I think it's a little unfortunate that they didn't find a way to implement RTwP for the diehard fans of that approach. Especially considering the legacy of BG.

That said, I would never play this in RT - and I love the addition of a turn-based setup phase.

I was a big fan of DOS2 - though it was far from perfect. But it's among the very best games I've ever played - primarily because of the cooperative implementation.

However, quite a few of my biggest issues with that game seem to be rectified with BG3.

Including:

D&D should mean little or limited scaling.
D&D should mean much improved hybrid builds - given the superior mechanics.
D&D should mean much more interesting and distinct magical items.
Tone seems more sober and mature.
Cinematic dialogues should help with pacing and immersion.
Based on the demo - they've toned down the endless status effects on the ground.

As for how it looks more like DOS than BG, that's to be expected, given it was always going to be made in the same engine.

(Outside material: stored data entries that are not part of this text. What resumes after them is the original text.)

pub mod error;
pub mod geometry;
pub mod math;

pub use error::{GeometryError, Result};
pub use geometry::{is_ccw, segment_intersection, Segment, SegmentIntersection};
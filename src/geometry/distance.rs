//! Point-to-segment distance and side predicates.
//!
//! The horizontal functions take a segment sorted so `upper.y <= lower.y`
//! and a center point with `upper.y <= center.y <= lower.y`; the vertical
//! functions are the symmetric variants sorted by x. Violating the ordering
//! is a programmer error, checked in debug builds only.

use crate::math::Point2;

/// A point-to-segment distance scaled by an implicit positive span.
///
/// The cheap distance computations return the true signed distance
/// multiplied by `yu + yl` (or `xl + xr`). The magnitude is NOT the
/// geometric distance; only the sign is meaningful. The raw value is
/// kept crate-private so it can feed only the scale-invariant
/// interpolation inside the intersection solver.
#[derive(Debug, Clone, Copy, PartialEq, PartialOrd)]
pub struct ScaledDistance(f64);

impl ScaledDistance {
    /// Sign of the underlying distance: `-1`, `0`, or `1`.
    #[must_use]
    pub fn sign(self) -> i32 {
        if self.0 < 0.0 {
            -1
        } else {
            i32::from(self.0 > 0.0)
        }
    }

    /// Raw scaled value, for the intersection interpolation only.
    pub(crate) fn get(self) -> f64 {
        self.0
    }
}

impl std::ops::Neg for ScaledDistance {
    type Output = Self;

    fn neg(self) -> Self {
        Self(-self.0)
    }
}

/// Signed horizontal distance from `center` to segment `(upper, lower)`.
///
/// Positive when `center` lies to the right of the segment's interpolated
/// x-coordinate at `center.y`, negative to the left. A horizontal segment
/// has no meaningful interpolation and yields exactly 0.
///
/// The interpolation starts from whichever endpoint is closer to `center`
/// in y, which keeps the relative error small near either end.
#[must_use]
#[allow(clippy::cast_possible_truncation)]
pub fn distance_h(center: &Point2, upper: &Point2, lower: &Point2) -> f32 {
    debug_assert!(
        upper.y <= center.y && center.y <= lower.y,
        "expected upper({}) <= center({}) <= lower({}) in y",
        upper.y,
        center.y,
        lower.y
    );

    let yu = center.y - upper.y;
    let yl = lower.y - center.y;
    debug_assert!(yu >= 0.0 && yl >= 0.0);

    if yu + yl > 0.0 {
        if yu < yl {
            // distance = (center.x - upper.x) + (upper.x - lower.x) * yu / (yu + yl)
            let factor = f64::from(upper.x - lower.x) / f64::from(yu + yl);
            (center.x - upper.x) + (f64::from(yu) * factor) as f32
        } else {
            // distance = (center.x - lower.x) + (lower.x - upper.x) * yl / (yu + yl)
            let factor = f64::from(lower.x - upper.x) / f64::from(yu + yl);
            (center.x - lower.x) + (f64::from(yl) * factor) as f32
        }
    } else {
        // horizontal segment
        0.0
    }
}

/// Signed vertical distance from `center` to segment `(left, right)`.
///
/// Positive when `center` lies below the segment's interpolated
/// y-coordinate at `center.x`. A vertical segment yields exactly 0.
#[must_use]
#[allow(clippy::cast_possible_truncation)]
pub fn distance_v(center: &Point2, left: &Point2, right: &Point2) -> f32 {
    debug_assert!(
        left.x <= center.x && center.x <= right.x,
        "expected left({}) <= center({}) <= right({}) in x",
        left.x,
        center.x,
        right.x
    );

    let xl = center.x - left.x;
    let xr = right.x - center.x;
    debug_assert!(xl >= 0.0 && xr >= 0.0);

    if xl + xr > 0.0 {
        if xl < xr {
            let factor = f64::from(left.y - right.y) / f64::from(xl + xr);
            (center.y - left.y) + (f64::from(xl) * factor) as f32
        } else {
            let factor = f64::from(right.y - left.y) / f64::from(xl + xr);
            (center.y - right.y) + (f64::from(xr) * factor) as f32
        }
    } else {
        // vertical segment
        0.0
    }
}

/// Horizontal distance scaled by `yu + yl`, sign-only.
///
/// Derivation: averaging the two endpoint interpolations of `distance_h`
/// gives
///
/// `distance * (yu + yl) = (center.x - lower.x) * yu + (center.x - upper.x) * yl`
///
/// which avoids the division entirely. `yu + yl` is non-negative, so the
/// sign matches the true distance.
#[must_use]
pub fn distance_h_scaled(center: &Point2, upper: &Point2, lower: &Point2) -> ScaledDistance {
    debug_assert!(
        upper.y <= center.y && center.y <= lower.y,
        "expected upper({}) <= center({}) <= lower({}) in y",
        upper.y,
        center.y,
        lower.y
    );

    let yu = center.y - upper.y;
    let yl = lower.y - center.y;
    debug_assert!(yu >= 0.0 && yl >= 0.0);

    if yu + yl > 0.0 {
        ScaledDistance(
            f64::from(center.x - lower.x) * f64::from(yu)
                + f64::from(center.x - upper.x) * f64::from(yl),
        )
    } else {
        ScaledDistance(0.0)
    }
}

/// Vertical distance scaled by `xl + xr`, sign-only.
#[must_use]
pub fn distance_v_scaled(center: &Point2, left: &Point2, right: &Point2) -> ScaledDistance {
    debug_assert!(
        left.x <= center.x && center.x <= right.x,
        "expected left({}) <= center({}) <= right({}) in x",
        left.x,
        center.x,
        right.x
    );

    let xl = center.x - left.x;
    let xr = right.x - center.x;
    debug_assert!(xl >= 0.0 && xr >= 0.0);

    if xl + xr > 0.0 {
        ScaledDistance(
            f64::from(center.y - right.y) * f64::from(xl)
                + f64::from(center.y - left.y) * f64::from(xr),
        )
    } else {
        ScaledDistance(0.0)
    }
}

/// Side of segment `(upper, lower)` the point `center` lies on: `-1` left,
/// `0` on the segment, `1` right.
///
/// Evaluates only the sign, via the scaled distance; faster than
/// [`distance_h`].
#[must_use]
pub fn position_h(center: &Point2, upper: &Point2, lower: &Point2) -> i32 {
    distance_h_scaled(center, upper, lower).sign()
}

/// Side of segment `(left, right)` the point `center` lies on: `-1` above,
/// `0` on the segment, `1` below.
#[must_use]
pub fn position_v(center: &Point2, left: &Point2, right: &Point2) -> i32 {
    distance_v_scaled(center, left, right).sign()
}

/// Is `v` strictly left of segment `(upper, lower)`?
#[must_use]
pub fn left_of_segment(v: &Point2, upper: &Point2, lower: &Point2) -> bool {
    position_h(v, upper, lower) < 0
}

/// Is `v` on segment `(upper, lower)` or left of it?
#[must_use]
pub fn on_or_left_of_segment(v: &Point2, upper: &Point2, lower: &Point2) -> bool {
    position_h(v, upper, lower) <= 0
}

/// Is `v` strictly right of segment `(upper, lower)`?
#[must_use]
pub fn right_of_segment(v: &Point2, upper: &Point2, lower: &Point2) -> bool {
    position_h(v, upper, lower) > 0
}

/// Is `v` on segment `(upper, lower)` or right of it?
#[must_use]
pub fn on_or_right_of_segment(v: &Point2, upper: &Point2, lower: &Point2) -> bool {
    position_h(v, upper, lower) >= 0
}

/// Is `v` strictly above segment `(left, right)`?
#[must_use]
pub fn above_segment(v: &Point2, left: &Point2, right: &Point2) -> bool {
    position_v(v, left, right) < 0
}

/// Is `v` on segment `(left, right)` or above it?
#[must_use]
pub fn on_or_above_segment(v: &Point2, left: &Point2, right: &Point2) -> bool {
    position_v(v, left, right) <= 0
}

/// Is `v` strictly below segment `(left, right)`?
#[must_use]
pub fn below_segment(v: &Point2, left: &Point2, right: &Point2) -> bool {
    position_v(v, left, right) > 0
}

/// Is `v` on segment `(left, right)` or below it?
#[must_use]
pub fn on_or_below_segment(v: &Point2, left: &Point2, right: &Point2) -> bool {
    position_v(v, left, right) >= 0
}

#[cfg(test)]
mod tests {
    use super::*;
    use approx::assert_relative_eq;

    const TOL: f32 = 1e-5;

    #[test]
    fn distance_h_point_on_segment() {
        // center (5,5) lies exactly on the segment (0,0)->(10,10).
        let upper = Point2::new(0.0, 0.0);
        let lower = Point2::new(10.0, 10.0);
        let center = Point2::new(5.0, 5.0);
        let d = distance_h(&center, &upper, &lower);
        assert!(d.abs() < TOL, "d={d}");
        assert_eq!(position_h(&center, &upper, &lower), 0);
    }

    #[test]
    fn distance_h_left_and_right() {
        let upper = Point2::new(0.0, 0.0);
        let lower = Point2::new(0.0, 10.0);
        // Segment is the y-axis: distance is just x.
        let right = Point2::new(3.0, 4.0);
        let left = Point2::new(-2.0, 7.0);
        assert_relative_eq!(distance_h(&right, &upper, &lower), 3.0, epsilon = TOL);
        assert_relative_eq!(distance_h(&left, &upper, &lower), -2.0, epsilon = TOL);
        assert_eq!(position_h(&right, &upper, &lower), 1);
        assert_eq!(position_h(&left, &upper, &lower), -1);
    }

    #[test]
    fn distance_h_horizontal_segment_is_zero() {
        let upper = Point2::new(0.0, 2.0);
        let lower = Point2::new(10.0, 2.0);
        let center = Point2::new(100.0, 2.0);
        assert_eq!(distance_h(&center, &upper, &lower), 0.0);
        assert_eq!(position_h(&center, &upper, &lower), 0);
    }

    #[test]
    fn distance_v_above_and_below() {
        let left = Point2::new(0.0, 0.0);
        let right = Point2::new(10.0, 0.0);
        // Segment is the x-axis: distance is just y.
        let below = Point2::new(4.0, 2.5);
        let above = Point2::new(6.0, -1.5);
        assert_relative_eq!(distance_v(&below, &left, &right), 2.5, epsilon = TOL);
        assert_relative_eq!(distance_v(&above, &left, &right), -1.5, epsilon = TOL);
        assert_eq!(position_v(&below, &left, &right), 1);
        assert_eq!(position_v(&above, &left, &right), -1);
    }

    #[test]
    fn distance_v_vertical_segment_is_zero() {
        let left = Point2::new(3.0, 0.0);
        let right = Point2::new(3.0, 10.0);
        let center = Point2::new(3.0, 5.0);
        assert_eq!(distance_v(&center, &left, &right), 0.0);
    }

    #[test]
    fn position_matches_distance_sign() {
        let upper = Point2::new(1.0, -2.0);
        let lower = Point2::new(7.0, 9.0);
        let samples = [
            Point2::new(0.0, 0.0),
            Point2::new(4.0, 3.5),
            Point2::new(9.0, 5.0),
            Point2::new(3.0, -2.0),
            Point2::new(5.5, 9.0),
        ];
        for center in &samples {
            let d = distance_h(center, &upper, &lower);
            let sign = if d < 0.0 {
                -1
            } else {
                i32::from(d > 0.0)
            };
            assert_eq!(
                position_h(center, &upper, &lower),
                sign,
                "center=({}, {})",
                center.x,
                center.y
            );
        }
    }

    #[test]
    fn scaled_distance_sign_only() {
        let upper = Point2::new(0.0, 0.0);
        let lower = Point2::new(0.0, 10.0);
        let center = Point2::new(3.0, 4.0);
        let scaled = distance_h_scaled(&center, &upper, &lower);
        assert_eq!(scaled.sign(), 1);
        // The raw magnitude carries the yu + yl factor: 3 * 10 = 30, not 3.
        assert_relative_eq!(scaled.get(), 30.0, epsilon = 1e-9);
        assert_eq!((-scaled).sign(), -1);
    }

    #[test]
    fn segment_side_predicates() {
        let upper = Point2::new(0.0, 0.0);
        let lower = Point2::new(0.0, 10.0);
        let l = Point2::new(-1.0, 5.0);
        let r = Point2::new(1.0, 5.0);
        let on = Point2::new(0.0, 5.0);
        assert!(left_of_segment(&l, &upper, &lower));
        assert!(!left_of_segment(&on, &upper, &lower));
        assert!(on_or_left_of_segment(&on, &upper, &lower));
        assert!(right_of_segment(&r, &upper, &lower));
        assert!(on_or_right_of_segment(&on, &upper, &lower));

        let left = Point2::new(0.0, 0.0);
        let right = Point2::new(10.0, 0.0);
        let top = Point2::new(5.0, -1.0);
        let bottom = Point2::new(5.0, 1.0);
        let mid = Point2::new(5.0, 0.0);
        assert!(above_segment(&top, &left, &right));
        assert!(on_or_above_segment(&mid, &left, &right));
        assert!(below_segment(&bottom, &left, &right));
        assert!(on_or_below_segment(&mid, &left, &right));
    }
}
//! Winding classification.
//!
//! The three-point CCW test runs on 16.16 fixed-point coordinates with a
//! 64-bit cross product, so the sign is exact for coordinates within the
//! fixed-point range. A plain float cross product would reintroduce the
//! cancellation error this is designed to avoid.

use crate::math::{fixed, Point2};

/// Is the turn from vector (p1→p0) to (p1→p2) counter-clockwise?
///
/// ```text
///                  p1
/// p2 . <----------- .
///                   |
///                   |
///                   .
///                  p0
/// ```
///
/// Returns `false` for collinear and degenerate triples. The result is
/// exact after the float-to-fixed conversion; points differing by less
/// than the fixed-point resolution collapse to collinear.
#[must_use]
pub fn is_ccw(p0: &Point2, p1: &Point2, p2: &Point2) -> bool {
    let x0 = i64::from(fixed::from_float(p0.x));
    let y0 = i64::from(fixed::from_float(p0.y));
    let x1 = i64::from(fixed::from_float(p1.x));
    let y1 = i64::from(fixed::from_float(p1.y));
    let x2 = i64::from(fixed::from_float(p2.x));
    let y2 = i64::from(fixed::from_float(p2.y));

    (x0 - x1) * (y2 - y1) - (y0 - y1) * (x2 - x1) > 0
}

/// Signed area of a polygon in the plane (shoelace formula).
///
/// Positive for counter-clockwise winding, negative for clockwise.
#[must_use]
#[allow(clippy::cast_possible_truncation)]
pub fn signed_area(points: &[Point2]) -> f32 {
    let n = points.len();
    if n < 3 {
        return 0.0;
    }
    let mut sum = 0.0_f64;
    for i in 0..n {
        let j = (i + 1) % n;
        sum += f64::from(points[i].x) * f64::from(points[j].y)
            - f64::from(points[j].x) * f64::from(points[i].y);
    }
    (sum * 0.5) as f32
}

/// Is the polygon wound counter-clockwise?
#[must_use]
pub fn is_polygon_ccw(points: &[Point2]) -> bool {
    signed_area(points) > 0.0
}
use serde::{Deserialize, Serialize};

/// A position and size in inches, the unit every emitted geometry uses.
/// Derived from the browser's bounding rect after unit conversion and
/// rotation-aware correction (spec §4.1).
#[derive(Debug, Clone, Copy, PartialEq, Serialize, Deserialize)]
#[serde(rename_all = "camelCase")]
pub struct Position {
    pub x: f64,
    pub y: f64,
    pub w: f64,
    pub h: f64,
}

impl Position {
    /// Invariant 3 (spec §3): every emitted position has strictly positive
    /// width and height.
    pub fn is_positive_size(&self) -> bool {
        self.w > 0.0 && self.h > 0.0
    }
}

/// `[left, right, bottom, top]` in points. This is a quirk of the downstream
/// renderer, not a standard CSS order — documented at every boundary per
/// spec §4.9.
pub type Margin = [f64; 4];

#[cfg(test)]
mod tests {
    use super::*;

    #[test]
    fn zero_size_is_not_positive() {
        let p = Position { x: 0.0, y: 0.0, w: 0.0, h: 1.0 };
        assert!(!p.is_positive_size());
    }

    #[test]
    fn positive_size_passes() {
        let p = Position { x: 0.0, y: 0.0, w: 1.0, h: 1.0 };
        assert!(p.is_positive_size());
    }
}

To me, DOS2 looked and played very much like a D&D PnP adaption, so it's absolutely not a problem that BG3 will look the same.

About the only thing I'm not seeing, that I was so hoping for, is a NWN-level editor for the game.

That's most likely not on their agenda, which is sad - as it was the perfect opportunity to finally get a modern NWN.

Probably a little much to include that as well, but I'm still hoping they will do something like that for a future game.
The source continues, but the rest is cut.